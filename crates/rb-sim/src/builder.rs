//! `SimBuilder`: validate a configuration and wire up a runnable simulation.

use std::rc::Rc;

use rb_core::{Exit, SimConfig, SourceId, SourceRng};
use rb_kernel::{EventClass, Scheduler};
use rb_spatial::RoundAbout;
use rb_traffic::{ArrivalTable, CarIdGen, CarSource, PathError, TraceSink};

use crate::error::SimResult;
use crate::sim::{Simulation, SourceHandle};

/// Every ordered (ingress, egress) pair with a drivable path: four ingresses
/// times three non-reflexive egresses.
fn all_pairs() -> Vec<(Exit, Exit)> {
    let mut pairs = Vec::with_capacity(12);
    for &ingress in &Exit::ALL {
        for hops in 1..=3u8 {
            pairs.push((ingress, ingress.offset(hops)));
        }
    }
    pairs
}

/// Builder for a [`Simulation`].
///
/// ```no_run
/// use rb_core::SimConfig;
/// use rb_sim::SimBuilder;
///
/// let mut sim = SimBuilder::new(SimConfig::default()).build().unwrap();
/// sim.run().unwrap();
/// ```
pub struct SimBuilder {
    config: SimConfig,
    arrivals: ArrivalTable,
    pairs: Option<Vec<(Exit, Exit)>>,
    trace: TraceSink,
}

impl SimBuilder {
    pub fn new(config: SimConfig) -> SimBuilder {
        SimBuilder {
            config,
            arrivals: ArrivalTable::default(),
            pairs: None,
            trace: TraceSink::disabled(),
        }
    }

    /// Replace the default (measured) arrival table.
    pub fn arrival_table(mut self, arrivals: ArrivalTable) -> SimBuilder {
        self.arrivals = arrivals;
        self
    }

    /// Restrict the simulation to the given direction pairs.  The default is
    /// all twelve drivable pairs.
    pub fn sources(mut self, pairs: &[(Exit, Exit)]) -> SimBuilder {
        self.pairs = Some(pairs.to_vec());
        self
    }

    /// Attach a trace sink.  Recording sinks capture every car lifecycle
    /// event; the default disabled sink costs nothing.
    pub fn trace(mut self, trace: TraceSink) -> SimBuilder {
        self.trace = trace;
        self
    }

    /// Validate, lay out the roundabout, and spawn one source process per
    /// direction pair, each with its own decorrelated RNG stream.
    pub fn build(self) -> SimResult<Simulation> {
        self.config.validate()?;
        let roundabout = Rc::new(RoundAbout::new(self.config.inner_len, self.config.outer_len)?);

        let mut sched = Scheduler::new();
        let ids = CarIdGen::new();
        let pairs = self.pairs.unwrap_or_else(all_pairs);
        let mut sources = Vec::with_capacity(pairs.len());

        for (i, &(ingress, egress)) in pairs.iter().enumerate() {
            if ingress == egress {
                return Err(PathError::UTurn(ingress).into());
            }
            let id = SourceId(i as u16);
            let hops = ingress.hops_to(egress);
            let source = CarSource::new(
                &roundabout,
                ingress,
                egress,
                self.arrivals.distribution(ingress, hops).clone(),
                self.config.slot_passing_time,
                SourceRng::new(self.config.seed, id),
                ids.clone(),
                self.trace.clone(),
            )?;
            let cars = source.spawned();

            let task = sched.spawn(Box::new(source));
            sched.schedule_after(0.0, EventClass::TIMER, task)?;
            log::debug!("source {id}: {ingress} -> {egress} ({hops} hops)");

            sources.push(SourceHandle {
                id,
                ingress,
                egress,
                cars,
            });
        }

        Ok(Simulation::new(
            self.config,
            sched,
            roundabout,
            sources,
            self.trace,
        ))
    }
}
//! `rb-spatial` — the ring-indexed spatial model of the roundabout.
//!
//! Everything in this crate is built once at setup and read-only afterwards:
//! the [`Ring`]s own their slots but never create or destroy them after
//! construction, and the [`ExitIndexTable`]s are pure arithmetic over the
//! ring length.  All dynamism (occupancy, wait queues) lives inside the
//! `rb-kernel` slots the rings contain.
//!
//! | Module       | Contents                                    |
//! |--------------|---------------------------------------------|
//! | [`ring`]     | `Ring<T>`, `slice_wrap`                     |
//! | [`exits`]    | `ExitBounds`, `ExitIndexTable`              |
//! | [`roundabout`] | `RoundAbout`                              |
//! | [`error`]    | `LayoutError`                               |

pub mod error;
pub mod exits;
pub mod ring;
pub mod roundabout;


// ── Re-exports ────────────────────────────────────────────────────────────────

pub use error::LayoutError;
pub use exits::{ExitBounds, ExitIndexTable};
pub use ring::{Ring, slice_wrap};
pub use roundabout::RoundAbout;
= = = = = = =
▸ **Try it**
After reading through the material, print all of it again exactly.

▸ **Result of the exercise**
filename crates/rb-sim/src/builder.rs
//! `SimBuilder`: validate a configuration and wire up a runnable simulation.

use std::rc::Rc;

use rb_core::{Exit, SimConfig, SourceId, SourceRng};
use rb_kernel::{EventClass, Scheduler};
use rb_spatial::RoundAbout;
use rb_traffic::{ArrivalTable, CarIdGen, CarSource, PathError, TraceSink};

use crate::error::SimResult;
use crate::sim::{Simulation, SourceHandle};

/// Every ordered (ingress, egress) pair with a drivable path: four ingresses
/// times three non-reflexive egresses.
fn all_pairs() -> Vec<(Exit, Exit)> {
    let mut pairs = Vec::with_capacity(12);
    for &ingress in &Exit::ALL {
        for hops in 1..=3u8 {
            pairs.push((ingress, ingress.offset(hops)));
        }
    }
    pairs
}

/// Builder for a [`Simulation`].
///
/// ```no_run
/// use rb_core::SimConfig;
/// use rb_sim::SimBuilder;
///
/// let mut sim = SimBuilder::new(SimConfig::default()).build().unwrap();
/// sim.run().unwrap();
/// ```
pub struct SimBuilder {
    config: SimConfig,
    arrivals: ArrivalTable,
    pairs: Option<Vec<(Exit, Exit)>>,
    trace: TraceSink,
}

impl SimBuilder {
    pub fn new(config: SimConfig) -> SimBuilder {
        SimBuilder {
            config,
            arrivals: ArrivalTable::default(),
            pairs: None,
            trace: TraceSink::disabled(),
        }
    }

    /// Replace the default (measured) arrival table.
    pub fn arrival_table(mut self, arrivals: ArrivalTable) -> SimBuilder {
        self.arrivals = arrivals;
        self
    }

    /// Restrict the simulation to the given direction pairs.  The default is
    /// all twelve drivable pairs.
    pub fn sources(mut self, pairs: &[(Exit, Exit)]) -> SimBuilder {
        self.pairs = Some(pairs.to_vec());
        self
    }

    /// Attach a trace sink.  Recording sinks capture every car lifecycle
    /// event; the default disabled sink costs nothing.
    pub fn trace(mut self, trace: TraceSink) -> SimBuilder {
        self.trace = trace;
        self
    }

    /// Validate, lay out the roundabout, and spawn one source process per
    /// direction pair, each with its own decorrelated RNG stream.
    pub fn build(self) -> SimResult<Simulation> {
        self.config.validate()?;
        let roundabout = Rc::new(RoundAbout::new(self.config.inner_len, self.config.outer_len)?);

        let mut sched = Scheduler::new();
        let ids = CarIdGen::new();
        let pairs = self.pairs.unwrap_or_else(all_pairs);
        let mut sources = Vec::with_capacity(pairs.len());

        for (i, &(ingress, egress)) in pairs.iter().enumerate() {
            if ingress == egress {
                return Err(PathError::UTurn(ingress).into());
            }
            let id = SourceId(i as u16);
            let hops = ingress.hops_to(egress);
            let source = CarSource::new(
                &roundabout,
                ingress,
                egress,
                self.arrivals.distribution(ingress, hops).clone(),
                self.config.slot_passing_time,
                SourceRng::new(self.config.seed, id),
                ids.clone(),
                self.trace.clone(),
            )?;
            let cars = source.spawned();

            let task = sched.spawn(Box::new(source));
            sched.schedule_after(0.0, EventClass::TIMER, task)?;
            log::debug!("source {id}: {ingress} -> {egress} ({hops} hops)");

            sources.push(SourceHandle {
                id,
                ingress,
                egress,
                cars,
            });
        }

        Ok(Simulation::new(
            self.config,
            sched,
            roundabout,
            sources,
            self.trace,
        ))
    }
}
//! `rb-spatial` — the ring-indexed spatial model of the roundabout.
//!
//! Everything in this crate is built once at setup and read-only afterwards:
//! the [`Ring`]s own their slots but never create or destroy them after
//! construction, and the [`ExitIndexTable`]s are pure arithmetic over the
//! ring length.  All dynamism (occupancy, wait queues) lives inside the
//! `rb-kernel` slots the rings contain.
//!
//! | Module       | Contents                                    |
//! |--------------|---------------------------------------------|
//! | [`ring`]     | `Ring<T>`, `slice_wrap`                     |
//! | [`exits`]    | `ExitBounds`, `ExitIndexTable`              |
//! | [`roundabout`] | `RoundAbout`                              |
//! | [`error`]    | `LayoutError`                               |

pub mod error;
pub mod exits;
pub mod ring;
pub mod roundabout;


// ── Re-exports ────────────────────────────────────────────────────────────────

pub use error::LayoutError;
pub use exits::{ExitBounds, ExitIndexTable};
pub use ring::{Ring, slice_wrap};
pub use roundabout::RoundAbout;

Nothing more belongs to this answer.